--- START ---

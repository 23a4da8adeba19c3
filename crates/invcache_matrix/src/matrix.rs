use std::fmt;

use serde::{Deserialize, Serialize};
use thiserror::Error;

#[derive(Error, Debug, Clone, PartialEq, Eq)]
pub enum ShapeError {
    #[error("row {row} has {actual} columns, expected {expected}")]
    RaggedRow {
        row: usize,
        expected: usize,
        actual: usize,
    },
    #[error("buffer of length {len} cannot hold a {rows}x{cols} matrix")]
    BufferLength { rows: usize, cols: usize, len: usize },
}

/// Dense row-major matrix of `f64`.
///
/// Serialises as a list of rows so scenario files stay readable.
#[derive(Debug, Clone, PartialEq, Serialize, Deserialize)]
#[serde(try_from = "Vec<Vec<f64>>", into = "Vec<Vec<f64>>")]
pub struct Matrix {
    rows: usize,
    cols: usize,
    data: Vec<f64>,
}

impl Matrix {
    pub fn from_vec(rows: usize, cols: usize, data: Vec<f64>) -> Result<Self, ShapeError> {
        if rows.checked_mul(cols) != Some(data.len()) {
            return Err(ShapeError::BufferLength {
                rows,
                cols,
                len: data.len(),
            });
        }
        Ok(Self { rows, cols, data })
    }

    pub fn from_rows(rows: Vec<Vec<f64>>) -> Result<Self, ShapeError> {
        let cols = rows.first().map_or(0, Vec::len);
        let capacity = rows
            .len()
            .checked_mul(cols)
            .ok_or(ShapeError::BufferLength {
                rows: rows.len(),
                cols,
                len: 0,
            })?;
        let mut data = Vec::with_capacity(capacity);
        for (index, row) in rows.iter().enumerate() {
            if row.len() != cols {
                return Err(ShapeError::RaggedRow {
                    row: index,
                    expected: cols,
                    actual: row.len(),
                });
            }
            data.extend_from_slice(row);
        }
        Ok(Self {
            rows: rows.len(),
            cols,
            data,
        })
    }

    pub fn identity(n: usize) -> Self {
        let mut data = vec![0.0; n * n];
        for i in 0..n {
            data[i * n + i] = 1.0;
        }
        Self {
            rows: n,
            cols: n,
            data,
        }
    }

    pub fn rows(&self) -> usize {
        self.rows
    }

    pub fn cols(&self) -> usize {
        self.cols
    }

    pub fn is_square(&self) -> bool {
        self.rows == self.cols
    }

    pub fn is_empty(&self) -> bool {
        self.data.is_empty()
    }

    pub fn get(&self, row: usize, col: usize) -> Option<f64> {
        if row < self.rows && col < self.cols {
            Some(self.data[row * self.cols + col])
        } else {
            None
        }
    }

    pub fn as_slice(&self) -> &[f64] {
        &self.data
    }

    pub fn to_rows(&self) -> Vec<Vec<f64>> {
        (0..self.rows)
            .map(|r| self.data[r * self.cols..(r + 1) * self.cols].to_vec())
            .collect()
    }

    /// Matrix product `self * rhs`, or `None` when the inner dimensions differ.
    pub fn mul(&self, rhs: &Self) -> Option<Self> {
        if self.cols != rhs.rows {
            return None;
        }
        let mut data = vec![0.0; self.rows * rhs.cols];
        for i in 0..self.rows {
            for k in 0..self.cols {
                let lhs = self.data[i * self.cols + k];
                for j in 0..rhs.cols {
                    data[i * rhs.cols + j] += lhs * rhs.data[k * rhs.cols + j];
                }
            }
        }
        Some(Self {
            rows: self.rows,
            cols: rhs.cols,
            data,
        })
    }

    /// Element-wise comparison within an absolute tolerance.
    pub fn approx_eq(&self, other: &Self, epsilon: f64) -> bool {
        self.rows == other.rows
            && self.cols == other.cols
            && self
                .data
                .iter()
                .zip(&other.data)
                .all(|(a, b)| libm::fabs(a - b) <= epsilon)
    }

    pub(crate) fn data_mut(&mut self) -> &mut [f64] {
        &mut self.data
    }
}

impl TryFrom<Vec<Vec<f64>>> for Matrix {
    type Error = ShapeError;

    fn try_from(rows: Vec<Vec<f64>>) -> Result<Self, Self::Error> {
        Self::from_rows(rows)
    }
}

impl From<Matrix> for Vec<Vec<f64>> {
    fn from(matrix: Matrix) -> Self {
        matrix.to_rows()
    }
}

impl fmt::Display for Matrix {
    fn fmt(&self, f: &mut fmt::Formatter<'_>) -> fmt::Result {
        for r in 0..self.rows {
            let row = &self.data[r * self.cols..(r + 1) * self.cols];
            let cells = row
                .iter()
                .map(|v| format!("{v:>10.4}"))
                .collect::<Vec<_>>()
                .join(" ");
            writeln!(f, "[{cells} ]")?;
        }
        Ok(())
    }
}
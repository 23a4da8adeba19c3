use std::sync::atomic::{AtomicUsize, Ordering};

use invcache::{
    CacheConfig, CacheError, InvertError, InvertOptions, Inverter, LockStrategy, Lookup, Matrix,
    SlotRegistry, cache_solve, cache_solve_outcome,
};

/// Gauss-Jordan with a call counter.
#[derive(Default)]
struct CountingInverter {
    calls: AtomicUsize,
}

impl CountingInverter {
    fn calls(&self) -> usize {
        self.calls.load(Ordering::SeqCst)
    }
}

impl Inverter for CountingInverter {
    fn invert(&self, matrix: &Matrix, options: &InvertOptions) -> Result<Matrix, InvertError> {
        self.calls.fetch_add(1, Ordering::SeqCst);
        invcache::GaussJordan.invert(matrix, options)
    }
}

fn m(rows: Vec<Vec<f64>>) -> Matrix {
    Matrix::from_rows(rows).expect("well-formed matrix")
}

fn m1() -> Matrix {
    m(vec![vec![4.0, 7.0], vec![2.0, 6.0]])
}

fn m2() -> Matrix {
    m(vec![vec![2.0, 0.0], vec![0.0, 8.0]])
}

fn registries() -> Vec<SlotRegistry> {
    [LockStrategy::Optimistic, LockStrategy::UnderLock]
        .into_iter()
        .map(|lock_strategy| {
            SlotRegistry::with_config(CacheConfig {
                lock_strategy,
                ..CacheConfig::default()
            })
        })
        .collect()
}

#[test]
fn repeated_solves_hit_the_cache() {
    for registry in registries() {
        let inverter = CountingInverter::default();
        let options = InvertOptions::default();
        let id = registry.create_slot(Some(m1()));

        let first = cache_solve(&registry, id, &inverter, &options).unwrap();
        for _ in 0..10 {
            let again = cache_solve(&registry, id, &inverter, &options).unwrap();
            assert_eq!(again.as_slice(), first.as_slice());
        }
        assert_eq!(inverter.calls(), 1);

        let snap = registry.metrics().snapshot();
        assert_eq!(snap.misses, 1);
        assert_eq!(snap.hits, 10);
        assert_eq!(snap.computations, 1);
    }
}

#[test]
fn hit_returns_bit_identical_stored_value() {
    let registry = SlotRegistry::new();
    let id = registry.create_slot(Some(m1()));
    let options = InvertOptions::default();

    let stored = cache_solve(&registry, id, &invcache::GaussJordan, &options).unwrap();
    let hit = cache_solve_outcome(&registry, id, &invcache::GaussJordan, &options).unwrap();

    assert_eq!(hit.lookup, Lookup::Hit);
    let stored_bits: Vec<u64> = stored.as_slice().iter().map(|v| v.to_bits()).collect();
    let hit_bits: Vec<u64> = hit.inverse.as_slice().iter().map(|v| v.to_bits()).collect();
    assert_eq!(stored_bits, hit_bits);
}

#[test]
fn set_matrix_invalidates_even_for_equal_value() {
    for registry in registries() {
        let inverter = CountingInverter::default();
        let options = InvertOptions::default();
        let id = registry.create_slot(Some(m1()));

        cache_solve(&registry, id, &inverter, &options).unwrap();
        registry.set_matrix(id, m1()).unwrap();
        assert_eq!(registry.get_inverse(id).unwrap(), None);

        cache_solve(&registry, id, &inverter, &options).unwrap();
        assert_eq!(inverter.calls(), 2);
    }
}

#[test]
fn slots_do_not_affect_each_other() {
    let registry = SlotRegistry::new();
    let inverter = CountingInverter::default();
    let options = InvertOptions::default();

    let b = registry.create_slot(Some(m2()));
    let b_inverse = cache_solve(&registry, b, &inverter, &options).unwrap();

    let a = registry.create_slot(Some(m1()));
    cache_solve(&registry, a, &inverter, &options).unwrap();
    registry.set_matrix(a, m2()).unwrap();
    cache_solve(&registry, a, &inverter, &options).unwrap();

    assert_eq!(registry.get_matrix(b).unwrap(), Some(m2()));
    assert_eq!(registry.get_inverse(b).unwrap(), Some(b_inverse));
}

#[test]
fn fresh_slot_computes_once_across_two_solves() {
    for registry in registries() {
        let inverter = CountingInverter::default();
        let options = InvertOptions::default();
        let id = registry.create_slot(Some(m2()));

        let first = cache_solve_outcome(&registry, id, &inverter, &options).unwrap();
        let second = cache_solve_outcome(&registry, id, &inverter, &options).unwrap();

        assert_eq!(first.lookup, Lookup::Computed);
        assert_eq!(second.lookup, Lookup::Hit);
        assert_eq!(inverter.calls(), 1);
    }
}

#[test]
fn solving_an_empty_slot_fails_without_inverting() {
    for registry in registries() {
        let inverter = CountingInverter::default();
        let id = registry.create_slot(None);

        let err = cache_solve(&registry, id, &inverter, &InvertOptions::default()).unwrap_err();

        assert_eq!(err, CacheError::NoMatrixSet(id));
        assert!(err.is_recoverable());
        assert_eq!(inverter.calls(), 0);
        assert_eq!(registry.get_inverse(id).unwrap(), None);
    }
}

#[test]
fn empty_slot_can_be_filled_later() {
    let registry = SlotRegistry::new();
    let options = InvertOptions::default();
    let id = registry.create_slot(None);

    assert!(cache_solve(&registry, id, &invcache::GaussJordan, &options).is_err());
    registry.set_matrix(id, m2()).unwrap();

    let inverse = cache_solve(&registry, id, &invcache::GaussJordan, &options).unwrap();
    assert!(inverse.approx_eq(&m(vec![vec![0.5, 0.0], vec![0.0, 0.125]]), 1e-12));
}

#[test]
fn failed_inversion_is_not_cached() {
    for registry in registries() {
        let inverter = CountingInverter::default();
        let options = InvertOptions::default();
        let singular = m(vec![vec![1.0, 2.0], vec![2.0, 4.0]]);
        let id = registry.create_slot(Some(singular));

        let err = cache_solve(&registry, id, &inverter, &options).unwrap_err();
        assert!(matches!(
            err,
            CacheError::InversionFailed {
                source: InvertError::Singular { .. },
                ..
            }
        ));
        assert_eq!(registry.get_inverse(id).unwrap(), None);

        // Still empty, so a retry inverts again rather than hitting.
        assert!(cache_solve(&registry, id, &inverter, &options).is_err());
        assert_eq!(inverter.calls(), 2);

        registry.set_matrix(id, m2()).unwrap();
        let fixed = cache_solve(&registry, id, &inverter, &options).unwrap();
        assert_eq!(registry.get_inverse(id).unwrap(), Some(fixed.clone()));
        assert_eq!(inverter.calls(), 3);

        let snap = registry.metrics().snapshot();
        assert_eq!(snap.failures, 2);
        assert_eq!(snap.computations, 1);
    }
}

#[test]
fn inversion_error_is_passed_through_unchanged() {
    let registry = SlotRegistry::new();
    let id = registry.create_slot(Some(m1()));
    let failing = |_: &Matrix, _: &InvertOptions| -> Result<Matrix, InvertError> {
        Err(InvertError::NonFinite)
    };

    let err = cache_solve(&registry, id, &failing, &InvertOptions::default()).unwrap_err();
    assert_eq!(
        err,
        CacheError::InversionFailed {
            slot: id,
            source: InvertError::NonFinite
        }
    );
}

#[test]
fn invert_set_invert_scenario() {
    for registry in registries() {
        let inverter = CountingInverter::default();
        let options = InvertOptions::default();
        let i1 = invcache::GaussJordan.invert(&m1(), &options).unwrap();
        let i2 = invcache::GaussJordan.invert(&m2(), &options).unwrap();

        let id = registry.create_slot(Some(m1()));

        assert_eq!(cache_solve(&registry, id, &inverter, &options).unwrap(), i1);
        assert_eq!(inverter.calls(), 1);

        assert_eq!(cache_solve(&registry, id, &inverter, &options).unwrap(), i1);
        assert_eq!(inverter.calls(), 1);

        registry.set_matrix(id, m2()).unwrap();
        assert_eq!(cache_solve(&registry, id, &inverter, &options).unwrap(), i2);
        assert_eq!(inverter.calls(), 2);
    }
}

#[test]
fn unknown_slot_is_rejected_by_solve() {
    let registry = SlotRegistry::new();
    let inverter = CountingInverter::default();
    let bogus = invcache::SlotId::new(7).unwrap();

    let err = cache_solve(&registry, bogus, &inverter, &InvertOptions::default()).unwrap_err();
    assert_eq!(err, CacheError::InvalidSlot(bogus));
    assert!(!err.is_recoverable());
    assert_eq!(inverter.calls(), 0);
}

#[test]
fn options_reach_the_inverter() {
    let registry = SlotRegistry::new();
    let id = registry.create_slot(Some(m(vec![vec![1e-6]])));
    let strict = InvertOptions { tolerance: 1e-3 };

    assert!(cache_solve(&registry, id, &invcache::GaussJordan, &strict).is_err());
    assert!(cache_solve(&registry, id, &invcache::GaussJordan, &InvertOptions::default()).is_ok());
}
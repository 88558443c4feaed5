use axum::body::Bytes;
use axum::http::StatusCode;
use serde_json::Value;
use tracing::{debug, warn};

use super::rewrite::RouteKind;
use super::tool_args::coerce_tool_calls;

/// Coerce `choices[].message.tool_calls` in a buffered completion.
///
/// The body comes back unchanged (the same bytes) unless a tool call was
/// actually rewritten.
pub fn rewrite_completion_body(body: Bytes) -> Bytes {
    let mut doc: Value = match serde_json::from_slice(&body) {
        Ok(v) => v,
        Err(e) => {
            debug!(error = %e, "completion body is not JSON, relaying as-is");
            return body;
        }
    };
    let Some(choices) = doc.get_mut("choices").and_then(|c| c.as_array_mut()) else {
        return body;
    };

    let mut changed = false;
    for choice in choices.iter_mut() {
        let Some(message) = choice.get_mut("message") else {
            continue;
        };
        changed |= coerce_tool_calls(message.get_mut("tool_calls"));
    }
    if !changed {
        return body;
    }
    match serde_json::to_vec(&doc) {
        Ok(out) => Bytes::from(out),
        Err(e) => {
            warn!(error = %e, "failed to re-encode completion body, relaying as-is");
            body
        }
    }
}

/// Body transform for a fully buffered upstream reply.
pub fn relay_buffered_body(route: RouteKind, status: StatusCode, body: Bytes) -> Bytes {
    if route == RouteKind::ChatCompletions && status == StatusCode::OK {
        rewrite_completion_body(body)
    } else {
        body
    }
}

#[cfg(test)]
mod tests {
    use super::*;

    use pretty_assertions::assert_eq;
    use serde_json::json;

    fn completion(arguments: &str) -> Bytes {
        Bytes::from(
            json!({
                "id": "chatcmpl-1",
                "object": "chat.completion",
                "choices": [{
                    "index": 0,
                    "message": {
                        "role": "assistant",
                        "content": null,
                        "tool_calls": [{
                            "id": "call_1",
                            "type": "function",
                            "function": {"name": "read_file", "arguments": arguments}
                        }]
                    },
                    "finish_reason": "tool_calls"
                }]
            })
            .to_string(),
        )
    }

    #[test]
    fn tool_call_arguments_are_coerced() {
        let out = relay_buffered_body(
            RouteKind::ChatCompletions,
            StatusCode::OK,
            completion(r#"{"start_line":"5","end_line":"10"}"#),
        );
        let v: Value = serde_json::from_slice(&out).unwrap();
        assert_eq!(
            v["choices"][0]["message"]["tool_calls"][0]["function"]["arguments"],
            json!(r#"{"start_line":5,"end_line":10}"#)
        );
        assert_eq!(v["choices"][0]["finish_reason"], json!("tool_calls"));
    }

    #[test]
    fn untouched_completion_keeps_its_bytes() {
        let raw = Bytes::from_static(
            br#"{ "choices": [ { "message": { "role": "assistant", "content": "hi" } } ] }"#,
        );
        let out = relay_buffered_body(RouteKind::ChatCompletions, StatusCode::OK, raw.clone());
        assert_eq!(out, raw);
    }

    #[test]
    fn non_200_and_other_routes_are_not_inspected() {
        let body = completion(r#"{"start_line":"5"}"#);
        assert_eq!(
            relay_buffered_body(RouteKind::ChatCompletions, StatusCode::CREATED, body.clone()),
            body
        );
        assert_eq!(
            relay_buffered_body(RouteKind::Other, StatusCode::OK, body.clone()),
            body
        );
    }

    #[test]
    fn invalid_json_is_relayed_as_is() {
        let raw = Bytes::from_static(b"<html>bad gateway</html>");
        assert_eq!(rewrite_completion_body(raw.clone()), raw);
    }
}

--- END ---

Work order: Using the material above, work out how many lines contain the string "NonFinite". Give that number alone.

Result: 2